Shooto Japan is one of the most important promotions in the country. It is producing stars and sending many to the international stage – currently, flyweight Tatsuro Taira has eyes on him in the UFC. But due to the promotion’s lack of access on an international stage, many of these names are hard to discover for many viewers unless they break out of the promotion.

Other Notes From The Week

  • This week was quite slow for the Japanese scene, with none of the big players putting on a card. But that’s not to say nothing happened…
    • Fighting NEXUS held their 28th show on Sunday in Tokyo.
    • Bantamweight prospect Takuma Sudo took his first pro loss in the main event, losing a title bout against defending champion Yasuhiro Kawamura. Sudo had six wins going into the fight, including a victory over Shooto Watanabe at a RIZIN card from April!
    • In other prospect news, Takeji Yokoyama earned his third win in the co-main event, submitting Fabio Harada with a rear naked choke. Yokoyama now has a pro record of three wins.
    • Also: Kento Tsuruya, the brother of Rei Tsuruya, won his pro debut against Noboru Takeshita.
    • GONG wrote a report on the event.
  • Shooto Japan recently announced the full card for their September 19th Korakuen Hall show.
    • Upgraded from interim champ to regular titleholder, Junji Ito will face Jo Arai in the main event.
      • Arai is a really interesting name. A few years ago, he had a negative record of four wins, nine losses, and two draws. He has turned things around in recent years and will enter this weekend’s title bout on a six-fight winning streak.
    • Other quick takeaways: Coming off a quick win on a “Road To UFC” event recently, 19-year-old Takeru Uchida will return to Shooto Japan to face Yuto Sekiguchi. Undefeated Chihiro Sawada and veteran Hisae Watanabe are also expected to appear (but not against each other, to be clear).
    • More info via GONG. 
  • A series of fights have been announced for Pancrase’s September 11th show.
    • After a three-fight run in RIZIN, Akira will return to Pancrase to face Koshi Matsumoto in an interim lightweight title fight.
    • Strawweight Karen will compete in a non-title bout, facing Momoka Hoshuyama.
    • Sayako will also return on the card, appearing for the first time since 2019!
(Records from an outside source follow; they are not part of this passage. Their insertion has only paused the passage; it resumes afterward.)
//! Deterministic pseudo-random number generation.
//!
//! [`DeterministicRandom`] is the classic 48-bit linear congruential
//! generator (`state' = state * 0x5DEECE66D + 0xB mod 2^48`). Two values are
//! exposed independently:
//!
//! - the **seed**: the value last passed to [`DeterministicRandom::set_seed`],
//!   from which the initial state is derived by the standard scrambling;
//! - the **state**: the current position in the sequence, which can be
//!   snapshotted and restored without touching the seed.
//!
//! Identical seed plus identical call sequence yields an identical output
//! sequence, bit for bit. Recording and playback rely on this.
//!
//! # Concurrency
//!
//! Every step is a compare-and-swap retry loop on an [`AtomicU64`], so the
//! generator can be shared by reference across threads. This does not make
//! the simulation as a whole thread-safe.
//!
//! # Example
//!
//! ```
//! use tessera_core::random::DeterministicRandom;
//!
//! let rng = DeterministicRandom::new(42);
//! let saved = rng.state();
//! let first = rng.next_int_bounded(100);
//!
//! rng.set_state(saved);
//! assert_eq!(rng.next_int_bounded(100), first);
//! ```

use std::fmt;
use std::sync::atomic::{AtomicU64, Ordering};
use std::sync::{Mutex, PoisonError};

use rand::RngCore;

/// LCG multiplier.
const MULTIPLIER: u64 = 0x5_DEEC_E66D;
/// LCG increment.
const ADDEND: u64 = 0xB;
/// 48-bit state mask.
const MASK: u64 = (1 << 48) - 1;
/// 2^-53, scale for `next_double`.
const DOUBLE_UNIT: f64 = 1.0 / (1u64 << 53) as f64;
/// 2^-24, scale for `next_float`.
const FLOAT_UNIT: f32 = 1.0 / (1u32 << 24) as f32;

/// Seeded, state-inspectable linear congruential generator.
pub struct DeterministicRandom {
    seed: AtomicU64,
    state: AtomicU64,
    next_gaussian: Mutex<Option<f64>>,
}

impl DeterministicRandom {
    /// Creates a generator seeded with `seed`.
    #[must_use]
    pub fn new(seed: u64) -> Self {
        Self {
            seed: AtomicU64::new(seed),
            state: AtomicU64::new(scramble(seed)),
            next_gaussian: Mutex::new(None),
        }
    }

    /// Re-derives the internal state from `seed` and forgets any cached
    /// gaussian.
    pub fn set_seed(&self, seed: u64) {
        self.seed.store(seed, Ordering::SeqCst);
        self.state.store(scramble(seed), Ordering::SeqCst);
        *self
            .next_gaussian
            .lock()
            .unwrap_or_else(PoisonError::into_inner) = None;
    }

    /// Returns the seed the current sequence was started from.
    #[must_use]
    pub fn seed(&self) -> u64 {
        self.seed.load(Ordering::SeqCst)
    }

    /// Returns the raw 48-bit state.
    #[must_use]
    pub fn state(&self) -> u64 {
        self.state.load(Ordering::SeqCst)
    }

    /// Jumps to a raw state. The seed is left untouched.
    pub fn set_state(&self, state: u64) {
        self.state.store(state & MASK, Ordering::SeqCst);
    }

    /// Advances the generator and returns the top `bits` bits of the new
    /// state, truncated to 32 bits.
    #[allow(clippy::cast_possible_truncation)]
    pub fn next(&self, bits: u32) -> i32 {
        debug_assert!((1..=32).contains(&bits));
        let mut current = self.state.load(Ordering::Relaxed);
        let next = loop {
            let candidate = current.wrapping_mul(MULTIPLIER).wrapping_add(ADDEND) & MASK;
            match self.state.compare_exchange_weak(
                current,
                candidate,
                Ordering::SeqCst,
                Ordering::Relaxed,
            ) {
                Ok(_) => break candidate,
                Err(observed) => current = observed,
            }
        };
        (next >> (48 - bits)) as u32 as i32
    }

    /// Returns a uniformly distributed `i32`.
    pub fn next_int(&self) -> i32 {
        self.next(32)
    }

    /// Returns a uniformly distributed value in `0..bound`.
    ///
    /// # Panics
    ///
    /// Panics if `bound` is not positive.
    pub fn next_int_bounded(&self, bound: i32) -> i32 {
        assert!(bound > 0, "bound must be positive, got {bound}");

        let mut r = self.next(31);
        let m = bound - 1;
        if bound & m == 0 {
            #[allow(clippy::cast_possible_truncation)]
            return ((i64::from(bound) * i64::from(r)) >> 31) as i32;
        }

        let mut u = r;
        loop {
            r = u % bound;
            if u.wrapping_sub(r).wrapping_add(m) >= 0 {
                return r;
            }
            u = self.next(31);
        }
    }

    /// Returns a uniformly distributed `i64` built from two 32-bit draws.
    pub fn next_long(&self) -> i64 {
        let high = i64::from(self.next(32));
        let low = i64::from(self.next(32));
        (high << 32).wrapping_add(low)
    }

    /// Returns a fair coin flip.
    pub fn next_bool(&self) -> bool {
        self.next(1) != 0
    }

    /// Returns a value in `[0, 1)` with 24 bits of precision.
    #[allow(clippy::cast_precision_loss)]
    pub fn next_float(&self) -> f32 {
        self.next(24) as f32 * FLOAT_UNIT
    }

    /// Returns a value in `[0, 1)` with 53 bits of precision.
    #[allow(clippy::cast_precision_loss)]
    pub fn next_double(&self) -> f64 {
        let high = i64::from(self.next(26)) << 27;
        let low = i64::from(self.next(27));
        (high + low) as f64 * DOUBLE_UNIT
    }

    /// Returns a normally distributed value (mean 0, deviation 1).
    ///
    /// Uses the polar method; the second value of each pair is cached and
    /// returned by the following call.
    pub fn next_gaussian(&self) -> f64 {
        let mut cached = self
            .next_gaussian
            .lock()
            .unwrap_or_else(PoisonError::into_inner);
        if let Some(value) = cached.take() {
            return value;
        }

        let (v1, v2, s) = loop {
            let v1 = 2.0 * self.next_double() - 1.0;
            let v2 = 2.0 * self.next_double() - 1.0;
            let s = v1 * v1 + v2 * v2;
            if s < 1.0 && s != 0.0 {
                break (v1, v2, s);
            }
        };
        let multiplier = (-2.0 * s.ln() / s).sqrt();
        *cached = Some(v2 * multiplier);
        v1 * multiplier
    }
}

/// Standard seed scrambling.
const fn scramble(seed: u64) -> u64 {
    (seed ^ MULTIPLIER) & MASK
}

impl Default for DeterministicRandom {
    fn default() -> Self {
        Self::new(0)
    }
}

impl Clone for DeterministicRandom {
    fn clone(&self) -> Self {
        let cached = *self
            .next_gaussian
            .lock()
            .unwrap_or_else(PoisonError::into_inner);
        Self {
            seed: AtomicU64::new(self.seed()),
            state: AtomicU64::new(self.state()),
            next_gaussian: Mutex::new(cached),
        }
    }
}

impl fmt::Debug for DeterministicRandom {
    fn fmt(&self, f: &mut fmt::Formatter<'_>) -> fmt::Result {
        f.debug_struct("DeterministicRandom")
            .field("seed", &self.seed())
            .field("state", &format!("{:#014x}", self.state()))
            .finish_non_exhaustive()
    }
}

impl RngCore for DeterministicRandom {
    #[allow(clippy::cast_sign_loss)]
    fn next_u32(&mut self) -> u32 {
        self.next(32) as u32
    }

    #[allow(clippy::cast_sign_loss)]
    fn next_u64(&mut self) -> u64 {
        self.next_long() as u64
    }

    #[allow(clippy::cast_sign_loss)]
    fn fill_bytes(&mut self, dest: &mut [u8]) {
        for chunk in dest.chunks_mut(4) {
            let mut word = self.next_int() as u32;
            for byte in chunk {
                *byte = (word & 0xFF) as u8;
                word >>= 8;
            }
        }
    }

    fn try_fill_bytes(&mut self, dest: &mut [u8]) -> Result<(), rand::Error> {
        self.fill_bytes(dest);
        Ok(())
    }
}

// =============================================================================
// Tests
// =============================================================================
  • Thailand’s Rajadamnern Stadium is promoting a Muay Thai fight between Kota Miura and legend Buakaw for August 19th. That’s… quite the odd pairing.
  • When DEEP Impact announced their flyweight grand prix recently, there was one “X” left in the bracket. We have now learned that RIZIN alum Yuto Uda will take that final spot, facing Chikara Shimabukuro at the promotion’s September 11th show.
  • Wasn’t able to squeeze this into last week’s issue in time, but it’s still worth mentioning. CJ of Sogo-Kaku attended RIZIN 37 and has some quick thoughts on the event. His note about the crowd filing out of the event earlier was particularly interesting to me. Here’s his full report.
  • And if you are craving some more takes on RIZIN 37, the We Are RIZIN podcast had a discussion a few days ago. Give it a watch here.
  • The International Report is here once again:
    • A rough week for JMMA on the international stage.
    • Takashi Sato took his third consecutive UFC loss on Saturday, suffering a brutal head kick knockout against “The Ultimate Fighter” winner Bryan Battle.
    • Masuto Kawana and Michinori Tanaka lost their respective bouts at LFA 138 on Friday night.
    • This week: three-fight RIZIN alum Valentin Moldavsky is back, facing Steve Mowry in the co-main event of Bellator 284 on Friday night.
    • One more thing to note: undefeated flyweight Tatsuro Taira is expected to return in October.
  • Ending this week’s notes with a quick thank you. “JMMA Monday” has slowly turned into one of my favorite things to work on every week, and I’m truly glad that people enjoy reading it. More fun/intriguing/interesting work is around the corner.